This ought to be a wake-up call for the federal government, which just a week prior to the release of the report regulated a form of hiring commonly used by the construction and infrastructure sectors.
The federal government’s Fair Work Legislation Amendment (Closing Loopholes) Bill 2023 passed the Senate during the last sitting week of 2023 with crossbench support, but only after most of its more controversial elements, such as increased restrictions on casual work, were deferred until later this year.
One controversial aspect of the Bill however was included – the so-called ‘crackdown’ on labour hire arrangements.
The increased restrictions on labour hire arrangements, misleadingly titled the ‘same job, same pay’ reforms, brings workers who are currently hired through an agency under the control of the federal government’s trade union masters, particularly the CFMEU. The practical effect of this new law is to capture labour hire workers in the collective bargaining system, which adds to project costs and dramatically reduces flexibility.
Labour hire arrangements provide businesses with surge capacity, enabling them to meet unexpected increases in demand for their services and providing workers with a flexible form of employment.
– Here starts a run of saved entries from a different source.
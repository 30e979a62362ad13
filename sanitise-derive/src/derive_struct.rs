//! Struct-specific `Sanitise` derivation.
//!
//! This module generates the field-by-field rebuild of a struct and collects
//! the generics and predicates the impl needs.

use proc_macro2::{Ident, TokenStream};
use quote::{format_ident, quote};
use syn::{ext::IdentExt, spanned::Spanned, DataStruct, Fields, Result, WherePredicate};

use crate::{
    strategy::parse_field_strategy,
    transform::{generate_field_transform, DeriveContext, FieldSpec},
};

pub(crate) struct StructDeriveOutput {
    pub(crate) sanitise_body: TokenStream,
    pub(crate) walked_generics: Vec<Ident>,
    pub(crate) predicates: Vec<WherePredicate>,
}

pub(crate) fn derive_struct(data: DataStruct, generics: &syn::Generics) -> Result<StructDeriveOutput> {
    let mut walked_generics = Vec::new();
    let mut predicates = Vec::new();
    let mut ctx = DeriveContext {
        generics,
        walked_generics: &mut walked_generics,
        predicates: &mut predicates,
    };

    let sanitise_body = match data.fields {
        Fields::Named(fields) => derive_named_struct(&mut ctx, fields)?,
        Fields::Unnamed(fields) => derive_unnamed_struct(&mut ctx, fields)?,
        Fields::Unit => quote! { ::core::result::Result::Ok(Self) },
    };

    Ok(StructDeriveOutput {
        sanitise_body,
        walked_generics,
        predicates,
    })
}

fn derive_named_struct(ctx: &mut DeriveContext<'_>, fields: syn::FieldsNamed) -> Result<TokenStream> {
    let mut members = Vec::new();
    let mut bindings = Vec::new();
    let mut transforms = Vec::new();

    for field in fields.named {
        let span = field.span();
        let strategy = parse_field_strategy(&field.attrs)?;
        let member = field.ident.expect("named field should have an identifier");
        let name = member.unraw().to_string();
        let binding = format_ident!("field_{}", name);

        transforms.push(generate_field_transform(
            ctx,
            &FieldSpec {
                binding: &binding,
                name,
                ty: &field.ty,
                strategy: &strategy,
                span,
            },
        )?);
        members.push(member);
        bindings.push(binding);
    }

    Ok(quote! {
        let Self { #(#members: #bindings),* } = self;
        #(#transforms)*
        ::core::result::Result::Ok(Self { #(#members: #bindings),* })
    })
}

fn derive_unnamed_struct(
    ctx: &mut DeriveContext<'_>,
    fields: syn::FieldsUnnamed,
) -> Result<TokenStream> {
    let mut bindings = Vec::new();
    let mut transforms = Vec::new();

    for (index, field) in fields.unnamed.into_iter().enumerate() {
        let span = field.span();
        let strategy = parse_field_strategy(&field.attrs)?;
        let binding = format_ident!("field_{index}");

        transforms.push(generate_field_transform(
            ctx,
            &FieldSpec {
                binding: &binding,
                name: index.to_string(),
                ty: &field.ty,
                strategy: &strategy,
                span,
            },
        )?);
        bindings.push(binding);
    }

    Ok(quote! {
        let Self ( #(#bindings),* ) = self;
        #(#transforms)*
        ::core::result::Result::Ok(Self ( #(#bindings),* ))
    })
}
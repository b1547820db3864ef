//! Curve quality-control statistics
//!
//! Descriptive statistics per curve (count, missing, min, max, mean, std-dev),
//! a pairwise Pearson correlation matrix and the depth coverage of the log.
//! Used to sanity-check a log before trusting the cement and collar analyses.

use serde::{Deserialize, Serialize};
use statrs::statistics::Statistics;

use crate::numeric::is_null;
use crate::types::{sorted_by_depth, Curve, WellLog};

/// Descriptive statistics of one curve. Statistics are `None` when the curve
/// has no valid reading.
#[derive(Debug, Clone, PartialEq, Serialize, Deserialize)]
pub struct CurveStats {
    pub mnemonic: String,
    /// Total readings, including missing ones
    pub count: usize,
    /// Null sentinel or non-finite readings
    pub missing: usize,
    pub min: Option<f64>,
    pub max: Option<f64>,
    pub mean: Option<f64>,
    /// Sample standard deviation; `None` with fewer than two valid readings
    pub std_dev: Option<f64>,
}

impl CurveStats {
    pub fn from_values(mnemonic: &str, values: &[f64]) -> Self {
        let valid: Vec<f64> = values.iter().copied().filter(|v| !is_null(*v)).collect();
        let has_data = !valid.is_empty();

        Self {
            mnemonic: mnemonic.to_string(),
            count: values.len(),
            missing: values.len() - valid.len(),
            min: has_data.then(|| Statistics::min(valid.iter())),
            max: has_data.then(|| Statistics::max(valid.iter())),
            mean: has_data.then(|| Statistics::mean(valid.iter())),
            std_dev: (valid.len() > 1).then(|| Statistics::std_dev(valid.iter())),
        }
    }

    /// Share of missing readings, in percent.
    pub fn missing_percentage(&self) -> f64 {
        if self.count == 0 {
            0.0
        } else {
            self.missing as f64 * 100.0 / self.count as f64
        }
    }
}

/// Pairwise Pearson correlations between curves.
///
/// `values[i][j]` correlates `curves[i]` with `curves[j]` over the depths where
/// both readings are present; `None` with fewer than two such depths or when
/// either curve is constant there.
#[derive(Debug, Clone, PartialEq, Serialize, Deserialize)]
pub struct CorrelationMatrix {
    pub curves: Vec<String>,
    pub values: Vec<Vec<Option<f64>>>,
}

impl CorrelationMatrix {
    pub fn from_curves(curves: &[(String, Vec<f64>)]) -> Self {
        let values = curves
            .iter()
            .map(|(_, x)| curves.iter().map(|(_, y)| pearson_skipping_nulls(x, y)).collect())
            .collect();
        Self {
            curves: curves.iter().map(|(name, _)| name.clone()).collect(),
            values,
        }
    }

    /// Correlation between two named curves.
    pub fn get(&self, a: &str, b: &str) -> Option<f64> {
        let i = self.curves.iter().position(|c| c == a)?;
        let j = self.curves.iter().position(|c| c == b)?;
        self.values[i][j]
    }
}

/// r = Σ[(xi − x̄)(yi − ȳ)] / sqrt(Σ(xi − x̄)² × Σ(yi − ȳ)²), over index pairs
/// where neither value is null.
fn pearson_skipping_nulls(x: &[f64], y: &[f64]) -> Option<f64> {
    let (xs, ys): (Vec<f64>, Vec<f64>) = x
        .iter()
        .zip(y)
        .filter(|(a, b)| !is_null(**a) && !is_null(**b))
        .map(|(a, b)| (*a, *b))
        .unzip();
    if xs.len() < 2 {
        return None;
    }

    let n = xs.len() as f64;
    let sum_x: f64 = xs.iter().sum();
    let sum_y: f64 = ys.iter().sum();
    let sum_xy: f64 = xs.iter().zip(&ys).map(|(a, b)| a * b).sum();
    let sum_x2: f64 = xs.iter().map(|a| a * a).sum();
    let sum_y2: f64 = ys.iter().map(|b| b * b).sum();

    let numerator = n * sum_xy - sum_x * sum_y;
    let denominator = ((n * sum_x2 - sum_x.powi(2)) * (n * sum_y2 - sum_y.powi(2))).sqrt();
    if denominator <= f64::EPSILON || !denominator.is_finite() {
        None
    } else {
        Some((numerator / denominator).clamp(-1.0, 1.0))
    }
}

/// Depth coverage and per-curve statistics of a log.
#[derive(Debug, Clone, PartialEq, Serialize, Deserialize)]
pub struct LogSummary {
    pub well_name: String,
    pub sample_count: usize,
    pub top_depth: Option<f64>,
    pub bottom_depth: Option<f64>,
    /// Median spacing between consecutive depths
    pub depth_step: Option<f64>,
    /// Canonical curves first (`CBL`, `CCL` if present), then extra curves
    pub curves: Vec<CurveStats>,
    /// Correlations between the same curves, in the same order
    pub correlations: CorrelationMatrix,
}

/// Summarise every curve of a loaded log.
pub fn summarize(log: &WellLog) -> LogSummary {
    let sorted = sorted_by_depth(&log.samples);
    let range = log.depth_range();

    let mut steps: Vec<f64> = sorted.windows(2).map(|w| w[1].depth - w[0].depth).collect();
    steps.sort_by(f64::total_cmp);
    let depth_step = steps.get(steps.len() / 2).copied();

    let mut columns: Vec<(String, Vec<f64>)> = vec![(
        Curve::Cbl.mnemonic().to_string(),
        log.samples.iter().map(|s| s.cbl).collect(),
    )];
    if log.has_curve(Curve::Ccl) {
        columns.push((
            Curve::Ccl.mnemonic().to_string(),
            log.samples.iter().map(|s| s.ccl).collect(),
        ));
    }
    columns.extend(
        log.extra_curves
            .iter()
            .map(|(mnemonic, values)| (mnemonic.clone(), values.clone())),
    );

    let curves = columns
        .iter()
        .map(|(mnemonic, values)| CurveStats::from_values(mnemonic, values))
        .collect();
    let correlations = CorrelationMatrix::from_curves(&columns);

    LogSummary {
        well_name: log.well_name.clone(),
        sample_count: log.samples.len(),
        top_depth: range.map(|r| r.0),
        bottom_depth: range.map(|r| r.1),
        depth_step,
        curves,
        correlations,
    }
}

#[cfg(test)]
mod tests {
    use super::*;
    use crate::numeric::NULL_VALUE;
    use crate::types::{CurveInfo, DepthSample};
    use std::collections::BTreeMap;

    #[test]
    fn test_curve_stats_skip_missing() {
        let stats = CurveStats::from_values("CBL", &[2.0, 4.0, NULL_VALUE, 6.0]);
        assert_eq!(stats.count, 4);
        assert_eq!(stats.missing, 1);
        assert_eq!(stats.min, Some(2.0));
        assert_eq!(stats.max, Some(6.0));
        assert_eq!(stats.mean, Some(4.0));
        let sd = stats.std_dev.expect("three readings");
        assert!((sd - 2.0).abs() < 1e-12, "std_dev = {sd}");
        assert!((stats.missing_percentage() - 25.0).abs() < 1e-12);
    }

    #[test]
    fn test_curve_stats_all_missing() {
        let stats = CurveStats::from_values("CCL", &[NULL_VALUE, f64::NAN]);
        assert_eq!(stats.missing, 2);
        assert!(stats.mean.is_none());
        assert!(stats.std_dev.is_none());
    }

    #[test]
    fn test_summarize_log() {
        let mut extra = BTreeMap::new();
        extra.insert("GR".to_string(), vec![50.0, 60.0, 70.0]);
        let log = WellLog {
            well_name: "QC-1".to_string(),
            source: "memory".to_string(),
            curves: vec![CurveInfo {
                mnemonic: "CBL".to_string(),
                unit: String::new(),
                description: String::new(),
                canonical: Some(Curve::Cbl),
            }],
            samples: vec![
                DepthSample::cbl_only(101.0, 10.0),
                DepthSample::cbl_only(100.0, 20.0),
                DepthSample::cbl_only(100.5, 30.0),
            ],
            extra_curves: extra,
        };

        let summary = summarize(&log);
        assert_eq!(summary.sample_count, 3);
        assert_eq!(summary.top_depth, Some(100.0));
        assert_eq!(summary.bottom_depth, Some(101.0));
        assert_eq!(summary.depth_step, Some(0.5));
        let names: Vec<&str> = summary.curves.iter().map(|c| c.mnemonic.as_str()).collect();
        assert_eq!(names, vec!["CBL", "GR"]);
        assert_eq!(summary.correlations.curves, vec!["CBL".to_string(), "GR".to_string()]);
        // Extra curves stay aligned with the samples in file order
        let r = summary.correlations.get("GR", "CBL").expect("enough pairs");
        assert!((r - 1.0).abs() < 1e-12, "r = {r}");
    }

    #[test]
    fn test_correlation_skips_null_pairs() {
        let curves = vec![
            ("A".to_string(), vec![1.0, 2.0, 3.0, NULL_VALUE, 5.0]),
            ("B".to_string(), vec![2.0, 4.0, 6.0, 100.0, f64::NAN]),
            ("C".to_string(), vec![7.0, 7.0, 7.0, 7.0, 7.0]),
        ];
        let m = CorrelationMatrix::from_curves(&curves);
        let r = m.get("A", "B").expect("three complete pairs");
        assert!((r - 1.0).abs() < 1e-12, "r = {r}");
        assert_eq!(m.get("A", "B"), m.get("B", "A"));
        assert_eq!(m.get("A", "C"), None);
        assert_eq!(m.get("A", "missing"), None);
    }
}
//! CBL/CCL well-log analyzer
//!
//! Cement-bond-log (CBL) and casing-collar-log (CCL) evaluation for cased
//! wellbores.
//!
//! ## Architecture
//!
//! - **Loader**: LAS 2.0 / delimited tables → canonical `DEPTH`/`CBL`/`CCL` samples
//! - **Analysis**: per-sample cement quality, top-of-cement estimate,
//!   perforation-interval verdicts, collar detection and cut proposal
//! - **Quality control**: descriptive statistics per curve
//! - **Report**: JSON artifact with conclusions and a signature
//!
//! All analysis functions are pure over an immutable sample slice and take
//! their parameters explicitly.

pub mod analysis;
pub mod config;
pub mod loader;
pub mod numeric;
pub mod perforations;
pub mod quality_control;
pub mod report;
pub mod types;

// Re-export configuration
pub use config::{AnalysisConfig, ConfigError};

// Re-export commonly used types
pub use types::{
    AnalysisWarning, Collar, CollarScan, CollarValidity, Curve, CutEvaluation, DepthSample,
    DepthWindow, IntervalVerdict, PerforationInterval, ProposedCut, QualityLabel,
    SentinelAnomaly, TocAssessment, WellLog,
};

// Re-export the analysis entry points
pub use analysis::{
    aggregate, classify, detect_collars, estimate_toc, propose_cut, run, AnalysisError,
    AnalysisOutcome, AnalysisParams,
};

pub use loader::{load_log, LoadError};
pub use numeric::{parse_decimal, NULL_VALUE};
pub use perforations::{parse_perforation_table, PerforationError};
pub use report::{AnalysisReport, ReportError};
Not anymore. This new law will significantly curtail the ability of businesses to rapidly adjust their operations in response to changing market conditions.
It was not a ‘loophole’ that needed to be ‘closed’, despite the government’s claim. Given the country is currently experiencing a persistent worker shortage crisis, regulating a form of work that has traditionally been used to meet surge demand, and making the employment system more rigid, makes little sense – it will only exacerbate the problem. And the reforms deny Australians the right to choose the form of employment that best suits their personal circumstances.
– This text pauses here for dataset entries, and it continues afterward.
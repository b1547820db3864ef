//! Cement quality and collar analysis
//!
//! Pure functions over an immutable `&[DepthSample]` snapshot. Every call
//! recomputes from scratch with the parameters it is given; nothing is cached
//! between invocations.
//!
//! ## Paths
//!
//! - **CBL**: [`classifier`] → [`toc`] and [`aggregation`] (per perforation)
//! - **CCL**: [`collars`] → [`cut`]
//!
//! Inconsistent inputs (a calculated TOC above the theoretical one, an empty
//! perforation window) are reported as [`AnalysisWarning`]s and logged; only
//! invalid parameters abort an analysis.

pub mod aggregation;
pub mod classifier;
pub mod collars;
pub mod cut;
pub mod toc;

pub use aggregation::{aggregate, aggregate_all, aggregate_window};
pub use classifier::{classify, classify_sample, quality_column};
pub use collars::{collar_thresholds, detect_collars, find_sentinels};
pub use cut::{categorize, evaluate_cuts, propose_cut};
pub use toc::{assess_toc, estimate_toc};

use serde::{Deserialize, Serialize};
use thiserror::Error;
use tracing::{info, warn};

use crate::config::AnalysisConfig;
use crate::types::{
    AnalysisWarning, CollarScan, CollarThresholds, Curve, CutEvaluation, DepthSample,
    IntervalVerdict, PerforationInterval, TocAssessment, WellLog,
};

// ============================================================================
// Errors
// ============================================================================

#[derive(Debug, Error, PartialEq)]
pub enum AnalysisError {
    #[error("No samples in window {top:.2}-{base:.2}")]
    EmptyWindow { top: f64, base: f64 },

    #[error("Invalid analysis parameter: {0}")]
    InvalidParameter(String),
}

// ============================================================================
// Parameters
// ============================================================================

/// Flat parameter set for one analysis run.
#[derive(Debug, Clone, Copy, PartialEq, Serialize, Deserialize)]
pub struct AnalysisParams {
    /// Free-pipe reference amplitude `R` (mV)
    pub reference_amplitude: f64,
    pub theoretical_toc: f64,
    /// Padding applied to both ends of each perforation interval
    pub margin: f64,
    pub toc_noise_floor: f64,
    pub toc_candidate_count: usize,
    pub gain_fraction: f64,
    pub collar_spacing: f64,
    pub collar_tolerance: f64,
    pub cut_lookback: f64,
    pub cut_safety_offset: f64,
}

impl AnalysisParams {
    pub fn from_config(config: &AnalysisConfig) -> Self {
        Self {
            reference_amplitude: config.cement.free_pipe_amplitude,
            theoretical_toc: config.cement.theoretical_toc,
            margin: config.cement.margin,
            toc_noise_floor: config.cement.toc_noise_floor,
            toc_candidate_count: config.cement.toc_candidate_count,
            gain_fraction: config.collars.gain_fraction,
            collar_spacing: config.collars.spacing,
            collar_tolerance: config.collars.tolerance,
            cut_lookback: config.cut.lookback,
            cut_safety_offset: config.cut.safety_offset,
        }
    }

    /// Reject parameters the analysis cannot run with.
    pub fn validate(&self) -> Result<(), AnalysisError> {
        let invalid = |msg: String| Err(AnalysisError::InvalidParameter(msg));

        if !(self.reference_amplitude.is_finite() && self.reference_amplitude > 0.0) {
            return invalid(format!(
                "reference amplitude must be positive, got {}",
                self.reference_amplitude
            ));
        }
        if !self.theoretical_toc.is_finite() {
            return invalid("theoretical TOC must be finite".to_string());
        }
        if !(self.margin.is_finite() && self.margin > 0.0) {
            return invalid(format!("margin must be positive, got {}", self.margin));
        }
        if !(0.0..=1.0).contains(&self.gain_fraction) {
            return invalid(format!(
                "gain fraction must be within [0, 1], got {}",
                self.gain_fraction
            ));
        }
        if !(self.cut_lookback.is_finite() && self.cut_lookback > 0.0) {
            return invalid(format!("lookback must be positive, got {}", self.cut_lookback));
        }
        if !self.cut_safety_offset.is_finite() {
            return invalid("cut safety offset must be finite".to_string());
        }
        if !self.toc_noise_floor.is_finite() {
            return invalid("TOC noise floor must be finite".to_string());
        }
        if self.toc_candidate_count == 0 {
            return invalid("TOC candidate count must be > 0".to_string());
        }
        if !(self.collar_spacing.is_finite() && self.collar_spacing > 0.0) {
            return invalid(format!(
                "collar spacing must be positive, got {}",
                self.collar_spacing
            ));
        }
        if !(self.collar_tolerance.is_finite()
            && self.collar_tolerance >= 0.0
            && self.collar_tolerance < self.collar_spacing)
        {
            return invalid(format!(
                "collar tolerance must lie in [0, spacing), got {}",
                self.collar_tolerance
            ));
        }
        Ok(())
    }
}

impl Default for AnalysisParams {
    fn default() -> Self {
        Self::from_config(&AnalysisConfig::default())
    }
}

// ============================================================================
// Results
// ============================================================================

/// CBL-path results.
#[derive(Debug, Clone, PartialEq, Serialize, Deserialize)]
pub struct CementAnalysis {
    pub toc: TocAssessment,
    /// Verdicts for the perforations with at least one sample in their window
    pub intervals: Vec<IntervalVerdict>,
    pub warnings: Vec<AnalysisWarning>,
}

/// CCL-path results.
#[derive(Debug, Clone, PartialEq, Serialize, Deserialize)]
pub struct CollarAnalysis {
    /// `None` when the log has no usable CCL reading
    pub thresholds: Option<CollarThresholds>,
    pub scan: CollarScan,
    pub cuts: CutEvaluation,
    pub warnings: Vec<AnalysisWarning>,
}

/// Both analysis paths over one log.
#[derive(Debug, Clone, PartialEq, Serialize, Deserialize)]
pub struct AnalysisOutcome {
    pub cement: CementAnalysis,
    pub collars: CollarAnalysis,
}

impl AnalysisOutcome {
    /// All warnings from both paths, cement first.
    pub fn warnings(&self) -> impl Iterator<Item = &AnalysisWarning> {
        self.cement.warnings.iter().chain(self.collars.warnings.iter())
    }
}

// ============================================================================
// Orchestration
// ============================================================================

/// Run the CBL path: TOC assessment plus one verdict per perforation.
pub fn analyze_cement(
    samples: &[DepthSample],
    perforations: &[PerforationInterval],
    params: &AnalysisParams,
) -> Result<CementAnalysis, AnalysisError> {
    params.validate()?;

    let (toc, mut warnings) = assess_toc(
        samples,
        params.theoretical_toc,
        params.reference_amplitude,
        params.toc_noise_floor,
        params.toc_candidate_count,
    );

    let mut intervals = Vec::with_capacity(perforations.len());
    for (interval, result) in perforations.iter().zip(aggregate_all(
        samples,
        perforations,
        params.margin,
        params.reference_amplitude,
    )) {
        match result {
            Ok(verdict) => intervals.push(verdict),
            Err(AnalysisError::EmptyWindow { .. }) => {
                warnings.push(AnalysisWarning::EmptyInterval {
                    interval: *interval,
                    margin: params.margin,
                });
            }
            Err(e) => return Err(e),
        }
    }

    info!(
        toc = ?toc.calculated_toc,
        theoretical_toc = params.theoretical_toc,
        intervals = intervals.len(),
        "Cement analysis complete"
    );
    log_warnings(&warnings);

    Ok(CementAnalysis {
        toc,
        intervals,
        warnings,
    })
}

/// Run the CCL path: thresholds, collar scan and cut evaluation.
pub fn analyze_collars(log: &WellLog, params: &AnalysisParams) -> Result<CollarAnalysis, AnalysisError> {
    params.validate()?;

    let mut warnings = Vec::new();
    let has_ccl_curve = log.has_curve(Curve::Ccl);
    let thresholds = if has_ccl_curve {
        collar_thresholds(&log.samples, params.gain_fraction)
    } else {
        None
    };

    let scan = match thresholds {
        Some(t) => detect_collars(
            &log.samples,
            t.upper,
            params.collar_spacing,
            params.collar_tolerance,
        ),
        None => {
            warnings.push(AnalysisWarning::NoCclData);
            CollarScan {
                collars: Vec::new(),
                // A log without a CCL curve would flag every depth
                anomalies: find_sentinels(&log.samples)
                    .into_iter()
                    .filter(|a| has_ccl_curve || a.curve != Curve::Ccl)
                    .collect(),
            }
        }
    };

    if let Some(t) = thresholds {
        if scan.collars.is_empty() {
            warnings.push(AnalysisWarning::NoCollarsDetected {
                upper_threshold: t.upper,
            });
        }
    }
    if !scan.anomalies.is_empty() {
        warnings.push(AnalysisWarning::SentinelReadings {
            count: scan.anomalies.len(),
        });
    }

    let cuts = evaluate_cuts(
        &log.samples,
        &scan.collars,
        params.cut_lookback,
        params.cut_safety_offset,
    );
    if scan.valid_collars().next().is_some() && cuts.proposal.is_none() {
        warnings.push(AnalysisWarning::NoQualifyingCut);
    }

    info!(
        collars = scan.collars.len(),
        valid = scan.valid_collars().count(),
        anomalies = scan.anomalies.len(),
        cut = ?cuts.proposal.as_ref().map(|p| p.cut_depth),
        "Collar analysis complete"
    );
    log_warnings(&warnings);

    Ok(CollarAnalysis {
        thresholds,
        scan,
        cuts,
        warnings,
    })
}

/// Run both paths over a loaded log.
pub fn run(
    log: &WellLog,
    perforations: &[PerforationInterval],
    params: &AnalysisParams,
) -> Result<AnalysisOutcome, AnalysisError> {
    Ok(AnalysisOutcome {
        cement: analyze_cement(&log.samples, perforations, params)?,
        collars: analyze_collars(log, params)?,
    })
}

fn log_warnings(warnings: &[AnalysisWarning]) {
    for w in warnings {
        warn!("{}", w);
    }
}

#[cfg(test)]
mod tests {
    use super::*;
    use crate::numeric::NULL_VALUE;
    use crate::types::CurveInfo;
    use std::collections::BTreeMap;

    fn log_with(samples: Vec<DepthSample>, with_ccl: bool) -> WellLog {
        let mut curves = vec![
            CurveInfo {
                mnemonic: "DEPT".to_string(),
                unit: "M".to_string(),
                description: String::new(),
                canonical: Some(Curve::Depth),
            },
            CurveInfo {
                mnemonic: "CBL".to_string(),
                unit: "MV".to_string(),
                description: String::new(),
                canonical: Some(Curve::Cbl),
            },
        ];
        if with_ccl {
            curves.push(CurveInfo {
                mnemonic: "CCL".to_string(),
                unit: String::new(),
                description: String::new(),
                canonical: Some(Curve::Ccl),
            });
        }
        WellLog {
            well_name: "T-1".to_string(),
            source: "memory".to_string(),
            curves,
            samples,
            extra_curves: BTreeMap::new(),
        }
    }

    #[test]
    fn test_params_validation() {
        assert!(AnalysisParams::default().validate().is_ok());

        let mut p = AnalysisParams::default();
        p.reference_amplitude = 0.0;
        assert!(matches!(p.validate(), Err(AnalysisError::InvalidParameter(_))));

        let mut p = AnalysisParams::default();
        p.gain_fraction = 1.5;
        assert!(p.validate().is_err());

        let mut p = AnalysisParams::default();
        p.margin = -1.0;
        assert!(p.validate().is_err());
    }

    #[test]
    fn test_collar_and_toc_params_validated() {
        let mut p = AnalysisParams::default();
        p.collar_tolerance = f64::NAN;
        assert!(matches!(p.validate(), Err(AnalysisError::InvalidParameter(_))));

        let mut p = AnalysisParams::default();
        p.collar_tolerance = p.collar_spacing;
        assert!(p.validate().is_err());

        let mut p = AnalysisParams::default();
        p.collar_spacing = 0.0;
        assert!(p.validate().is_err());

        let mut p = AnalysisParams::default();
        p.toc_candidate_count = 0;
        assert!(p.validate().is_err());

        let log = log_with(vec![DepthSample::new(100.0, 10.0, 1.0)], true);
        let mut p = AnalysisParams::default();
        p.collar_tolerance = f64::NAN;
        assert!(analyze_collars(&log, &p).is_err());
    }

    #[test]
    fn test_empty_perforation_window_becomes_warning() {
        let samples = vec![DepthSample::cbl_only(1500.0, 60.0)];
        let perfs = vec![
            PerforationInterval::new(1498.0, 1502.0).expect("valid"),
            PerforationInterval::new(2000.0, 2010.0).expect("valid"),
        ];
        let mut params = AnalysisParams::default();
        params.theoretical_toc = 1400.0;
        let cement = analyze_cement(&samples, &perfs, &params).expect("valid params");
        assert_eq!(cement.intervals.len(), 1);
        assert!(cement
            .warnings
            .iter()
            .any(|w| matches!(w, AnalysisWarning::EmptyInterval { interval, .. } if interval.top == 2000.0)));
    }

    #[test]
    fn test_log_without_ccl_reports_no_ccl_data() {
        let samples = vec![
            DepthSample::cbl_only(100.0, 10.0),
            DepthSample::cbl_only(101.0, NULL_VALUE),
        ];
        let result = analyze_collars(&log_with(samples, false), &AnalysisParams::default())
            .expect("valid params");
        assert!(result.thresholds.is_none());
        assert!(result.scan.collars.is_empty());
        assert_eq!(result.scan.anomalies.len(), 1);
        assert_eq!(result.scan.anomalies[0].curve, Curve::Cbl);
        assert!(result.warnings.contains(&AnalysisWarning::NoCclData));
        assert!(result.cuts.proposal.is_none());
    }

    #[test]
    fn test_collar_path_end_to_end() {
        // Flat CCL with spikes at 100.0 and 109.6; free pipe above 109.6
        let mut samples: Vec<DepthSample> = (0..240)
            .map(|i| {
                let depth = 90.0 + f64::from(i) * 0.1;
                DepthSample::new(depth, 20.0, 0.0)
            })
            .collect();
        for s in &mut samples {
            if (s.depth - 100.0).abs() < 1e-6 || (s.depth - 109.6).abs() < 1e-6 {
                s.ccl = 10.0;
            }
            if s.depth > 105.6 && s.depth <= 109.6 + 1e-9 {
                s.cbl = 72.0;
            }
        }
        let result = analyze_collars(&log_with(samples, true), &AnalysisParams::default())
            .expect("valid params");
        assert_eq!(result.scan.collars.len(), 2);
        assert!(result.scan.collars.iter().all(|c| c.is_valid()));
        let proposal = result.cuts.proposal.expect("deepest collar qualifies");
        assert_eq!(proposal.collar_label, "C.2");
        assert!(result.warnings.is_empty(), "warnings: {:?}", result.warnings);
    }
}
The Institute of Public Affairs’ submission to the Senate Standing Committee on Economics’ inquiry into the Housing Australia Future Fund Bill, found the average quarterly number of new private houses on the market over the past two years of worker shortages is almost 20 per cent lower than the two years prior to the Covid pandemic.
The legislating of ‘same job, same pay’ only worsens the situation, adversely affecting construction businesses, which utilise labour hire arrangements at twice the rate of the economy-wide average.
This will drastically increase the cost of construction at a time when Australians are struggling to purchase a home or find a place to rent.
A significant reason for this is the government’s unprecedented and unplanned increase in immigration, forecast to be no fewer than 1.7 million people between now and 2028, which is driving up demand. This increase in migration will exacerbate the nation’s housing shortfall, leading to a shortage of more than 252,000 homes over the same period.
Removing flexibility in the labour market will not help the construction sector address that projected shortfall and build the homes that Australians desperately need. ‘Same job, same pay’ will, in fact, prolong two of Australia’s most pressing crises.
The present trajectory is a scenario in which housing supply is driven down due to increased costs and an artificial scarcity of labour, while demand for housing is driven up by record immigration. Such an equation defies logic; it can only be explained by the federal government’s decision to put the interests of its union mates ahead of those of ordinary Australians.
Australians deserve real solutions to the urgent economic problems we face in 2024. At a time when the nation is facing a housing shortage, and the cost of housing skyrockets, how can it be in the national interest to make it harder for businesses to hire the people they desperately need to build houses?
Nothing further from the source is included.